══ INPUT RECORDS ══

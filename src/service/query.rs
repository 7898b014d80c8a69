//! Execute parameterized statements against PostgreSQL and return rows as JSON.

use crate::error::AppError;
use crate::sql::PgBindValue;
use serde_json::Value;
use sqlx::postgres::{PgArguments, PgRow};
use sqlx::query::Query;
use sqlx::{PgPool, Postgres};

fn bind_all<'q>(sql: &'q str, params: &[Value]) -> Query<'q, Postgres, PgArguments> {
    let mut query = sqlx::query(sql);
    for p in params {
        query = query.bind(PgBindValue::from(p));
    }
    query
}

/// Run a statement and return every row.
pub async fn fetch_all(pool: &PgPool, sql: &str, params: &[Value]) -> Result<Vec<Value>, AppError> {
    tracing::debug!(sql = %sql, params = ?params, "query");
    let rows = bind_all(sql, params).fetch_all(pool).await?;
    Ok(rows.iter().map(row_to_json).collect())
}

/// Run a statement expected to return at most one row.
pub async fn fetch_optional(pool: &PgPool, sql: &str, params: &[Value]) -> Result<Option<Value>, AppError> {
    tracing::debug!(sql = %sql, params = ?params, "query");
    let row = bind_all(sql, params).fetch_optional(pool).await?;
    Ok(row.map(|r| row_to_json(&r)))
}

/// Run a statement for its side effect; returns rows affected.
pub async fn execute(pool: &PgPool, sql: &str, params: &[Value]) -> Result<u64, AppError> {
    tracing::debug!(sql = %sql, params = ?params, "execute");
    let done = bind_all(sql, params).execute(pool).await?;
    Ok(done.rows_affected())
}

/// Convert a row to a JSON object keyed by column name (or alias).
pub fn row_to_json(row: &PgRow) -> Value {
    use sqlx::Column;
    use sqlx::Row;
    let mut map = serde_json::Map::new();
    for col in row.columns() {
        let name = col.name();
        map.insert(name.to_string(), cell_to_value(row, name));
    }
    Value::Object(map)
}

fn cell_to_value(row: &PgRow, name: &str) -> Value {
    use sqlx::Row;
    if let Ok(Some(n)) = row.try_get::<Option<i16>, _>(name) {
        return Value::Number(n.into());
    }
    if let Ok(Some(n)) = row.try_get::<Option<i32>, _>(name) {
        return Value::Number(n.into());
    }
    if let Ok(Some(n)) = row.try_get::<Option<i64>, _>(name) {
        return Value::Number(n.into());
    }
    if let Ok(Some(n)) = row.try_get::<Option<f64>, _>(name) {
        if let Some(n) = serde_json::Number::from_f64(n) {
            return Value::Number(n);
        }
    }
    if let Ok(Some(b)) = row.try_get::<Option<bool>, _>(name) {
        return Value::Bool(b);
    }
    if let Ok(Some(s)) = row.try_get::<Option<String>, _>(name) {
        return Value::String(s);
    }
    if let Ok(Some(j)) = row.try_get::<Option<Value>, _>(name) {
        return j;
    }
    Value::Null
}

═══

WHAT YOU HAVE TO DO: Report every line in the data above in which the word "done" appears.

EXERCISE OUTPUT:
    let done = bind_all(sql, params).execute(pool).await?;
    Ok(done.rows_affected())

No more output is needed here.